According to Mumbai mirror Seventy-seven years after its first flight, a legendary Breitling DC-3 aircraft, the plane made famous by D-Day during WWII in June 1944 and nicknamed the ‘Normandy landings plane’, has embarked upon yet another historic journey.
The DC-3’s crew includes chief pilot Francisco Agullo (48) from Switzerland (he owns the plane), co-pilot Paul Bazeley and researcher Daniel Meyer.
The DC-3 was manufactured by Douglas and was at one time the largest manufactured aircraft in the world, with over 16,000 planes. At present, just 100 remain in air-worthy condition, including the one that touched down in Nagpur. After taking off from Switzerland on March 9, the crew flew to Greece, most of the Middle East, Pakistan and then on to India.
The DC-3 has the ability to take off on short runways. “We require an 800-meter runway for take-off, but for safety, we need approximately 1,100 metres. This aircraft can even land on fields and grassland,” Agullo said.
The plane, which carries most of its own spares, flies at low altitudes. And since it doesn’t have a pressurized cabin, doesn’t have air-conditioning. “On Saturday, we halted at Karachi for refueling and they told us to take an altitude of 5,000 feet, and Nagpur was scorching at 41 degrees. It was really torturous,” Agullo said.
The DC-30 had 30 seats, of which 14 have been removed to carry extra fuel tanks inside. The plane usually carries enough fuel to fly about eight to 10 hours, but with additional tanks, this can go up to an endurance of about 11 hours.
The first DC-3 was built in 1935. The one currently touring the world was manufactured on March 9, 1940. “This is why we chose to start on the 77th birthday of the aircraft,” Agullo said.
They chose Nagpur only because Agullo had visited it on another aircraft on a world tour a few years ago. “Besides, we need a special type of a fuel called AV Gas (also used in small planes like Cessnas), which is available in major cities, and Nagpur is also located in central India,” he said.

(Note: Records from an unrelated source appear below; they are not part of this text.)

impl ProxyPool {
    /// Create a pool from already parsed definitions.
    /// Definitions beyond `max_endpoints` are ignored.
    #[must_use]
    pub fn new(config: PoolConfig, definitions: Vec<EndpointDefinition>) -> Self {
        let pool = Self {
            config,
            endpoints: Mutex::new(BTreeMap::new()),
        };
        pool.reload(definitions);
        pool
    }

    /// Create a pool from the definitions offered by `source`.
    ///
    /// Malformed definitions are skipped, so the pool may end up with fewer
    /// endpoints than the source lists, or none at all.
    ///
    /// # Errors
    ///
    /// Fails only if the source as a whole cannot be read.
    pub async fn load(config: PoolConfig, source: &dyn EndpointSource) -> Result<Self> {
        let definitions = load_definitions(source, config.max_endpoints).await?;
        Ok(Self::new(config, definitions))
    }

    /// Replace the endpoint set.
    ///
    /// Endpoints that persist keep their health history and outstanding
    /// leases, new ones start healthy, and missing ones are dropped.
    /// Returns the number of pooled endpoints afterwards.
    pub fn reload(&self, definitions: Vec<EndpointDefinition>) -> usize {
        let mut endpoints = self.lock();
        let mut previous = std::mem::take(&mut *endpoints);

        for definition in definitions.into_iter().take(self.config.max_endpoints) {
            let endpoint = match previous.remove(&definition.id) {
                Some(mut existing) => {
                    existing.host = definition.host;
                    existing.port = definition.port;
                    existing
                }
                None => {
                    debug!("Adding endpoint {} ({})", definition.id, definition.address());
                    ProxyEndpoint::new(
                        definition,
                        self.config.protocol,
                        self.config.per_endpoint_concurrency,
                    )
                }
            };
            endpoints.insert(endpoint.id.clone(), endpoint);
        }

        for id in previous.keys() {
            debug!("Dropping endpoint {id}");
        }
        info!("Proxy pool holds {} endpoints", endpoints.len());
        endpoints.len()
    }

    /// Re-read definitions from `source` and [`reload`](Self::reload).
    ///
    /// # Errors
    ///
    /// Fails only if the source as a whole cannot be read; the pool is left
    /// unchanged in that case.
    pub async fn reload_from(&self, source: &dyn EndpointSource) -> Result<usize> {
        let definitions = load_definitions(source, self.config.max_endpoints).await?;
        Ok(self.reload(definitions))
    }

    /// Pick the best eligible endpoint and reserve a lease on it.
    ///
    /// Eligible endpoints are healthy and below their concurrency ceiling.
    /// The highest [`health_score`](ProxyEndpoint::health_score) wins; ties
    /// go to the endpoint with fewer leases, then to the one used least
    /// recently. The returned snapshot already reflects the reservation.
    /// Every `Some` must be paired with a [`release`](Self::release).
    #[must_use]
    pub fn best(&self) -> Option<ProxyEndpoint> {
        let mut endpoints = self.lock();

        let Some(best) = endpoints
            .values_mut()
            .filter(|endpoint| endpoint.is_healthy() && endpoint.has_capacity())
            .max_by(|a, b| rank(a, b))
        else {
            warn!("No healthy proxy endpoint with spare capacity");
            return None;
        };

        best.concurrent_requests += 1;
        best.last_used = Some(Instant::now());
        debug!(
            "Leased endpoint {} ({}/{})",
            best.id, best.concurrent_requests, best.max_concurrent
        );
        Some(best.clone())
    }

    /// Return a lease and record its outcome.
    ///
    /// A failure counts towards the failure threshold and marks the
    /// endpoint unhealthy once reached. A success never makes an endpoint
    /// healthy again; only a passing probe does. Returns `false` if the
    /// endpoint is no longer pooled.
    pub fn release(&self, id: &EndpointId, success: bool) -> bool {
        let threshold = self.config.failure_threshold;
        let mut endpoints = self.lock();
        let Some(endpoint) = endpoints.get_mut(id) else {
            debug!("Released endpoint {id} is no longer pooled");
            return false;
        };

        endpoint.concurrent_requests = endpoint.concurrent_requests.saturating_sub(1);
        if success {
            endpoint.success_count += 1;
        } else {
            endpoint.error_count += 1;
            endpoint.last_error = Some(RELEASE_FAILURE.to_string());
            if endpoint.healthy && endpoint.error_count >= threshold {
                endpoint.healthy = false;
                warn!(
                    "Endpoint {id} marked unhealthy after {} failures",
                    endpoint.error_count
                );
            }
        }
        true
    }

    /// Probe every endpoint concurrently and apply the results.
    ///
    /// Each probe is bounded by `probe_timeout`. Failures only change
    /// endpoint state.
    pub async fn probe_all(&self, prober: &dyn Prober) -> ProbeReport {
        let snapshot: Vec<ProxyEndpoint> = self.lock().values().cloned().collect();
        if snapshot.is_empty() {
            return ProbeReport::default();
        }

        let timeout = self.config.probe_timeout;
        let outcomes = join_all(snapshot.iter().map(|endpoint| async move {
            let started = Instant::now();
            let outcome = match tokio::time::timeout(timeout, prober.probe(endpoint)).await {
                Ok(outcome) => outcome,
                Err(_) => Err(ProbeFailure::Timeout(timeout)),
            };
            (endpoint.id.clone(), outcome, started.elapsed())
        }))
        .await;

        let threshold = self.config.failure_threshold;
        let now = Instant::now();
        let mut endpoints = self.lock();
        let mut report = ProbeReport::default();
        for (id, outcome, elapsed) in outcomes {
            // Dropped by a reload while being probed
            let Some(endpoint) = endpoints.get_mut(&id) else {
                continue;
            };
            report.checked += 1;
            endpoint.response_time = Some(elapsed);
            endpoint.last_checked = Some(now);

            match outcome {
                Ok(()) => {
                    report.passed += 1;
                    if !endpoint.healthy {
                        info!("Endpoint {id} is healthy again");
                    }
                    endpoint.healthy = true;
                    endpoint.success_count += 1;
                    endpoint.error_count = endpoint.error_count.saturating_sub(1);
                    endpoint.last_error = None;
                }
                Err(failure) => {
                    warn!("Probe of endpoint {id} failed: {failure}");
                    endpoint.error_count += 1;
                    endpoint.last_error = Some(failure.to_string());
                    if endpoint.healthy && endpoint.error_count >= threshold {
                        endpoint.healthy = false;
                        warn!(
                            "Endpoint {id} marked unhealthy after {} failures",
                            endpoint.error_count
                        );
                    }
                }
            }
        }

        report.healthy = endpoints.values().filter(|e| e.is_healthy()).count();
        info!(
            "Probe cycle done: {}/{} endpoints healthy",
            report.healthy,
            endpoints.len()
        );
        report
    }

    /// Run [`probe_all`](Self::probe_all) right away and then every
    /// `probe_interval`, until the returned task is shut down.
    #[must_use]
    pub fn spawn_health_monitor(self: &Arc<Self>, prober: Arc<dyn Prober>) -> BackgroundTask {
        let pool = Arc::clone(self);
        let interval = pool.config.probe_interval;
        info!("Starting proxy health probes every {interval:?}");

        BackgroundTask::spawn("proxy-health", std::time::Duration::ZERO, interval, move || {
            let pool = Arc::clone(&pool);
            let prober = Arc::clone(&prober);
            async move {
                pool.probe_all(prober.as_ref()).await;
            }
        })
    }

    /// Aggregate and per-endpoint statistics. Pure read.
    #[must_use]
    pub fn stats(&self) -> PoolStats {
        PoolStats::collect(self.lock().values())
    }

    /// Snapshot of a single endpoint
    #[must_use]
    pub fn get(&self, id: &EndpointId) -> Option<ProxyEndpoint> {
        self.lock().get(id).cloned()
    }

    /// Number of pooled endpoints
    #[must_use]
    pub fn len(&self) -> usize {
        self.lock().len()
    }

    /// Whether the pool holds no endpoint at all
    #[must_use]
    pub fn is_empty(&self) -> bool {
        self.lock().is_empty()
    }

    /// The configuration this pool was built with
    #[must_use]
    pub const fn config(&self) -> &PoolConfig {
        &self.config
    }

    fn lock(&self) -> MutexGuard<'_, BTreeMap<EndpointId, ProxyEndpoint>> {
        self.endpoints.lock().unwrap_or_else(PoisonError::into_inner)
    }
}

After India, the DC-3 will move on to South East Asia, China and Japan, where it has been invited to participate in the Iwakuni ‘Friendship Day Air Show’. It will then begin a grand tour of the United States, prior to returning to Europe via Greenland and Iceland and completing its journey in September, at the Breitling Sion Airshow 2017 in Switzerland.
Agullo and his team will spend nearly a month in Japan, giving joy rides to children. The DC-3 was used extensively during the Second World War, and Japan does not have many left as most of them were destroyed
The DC-3 will undertake a few flights around Nagpur on Monday and Tuesday, and then head to Chittagong in Bangladesh on Wednesday.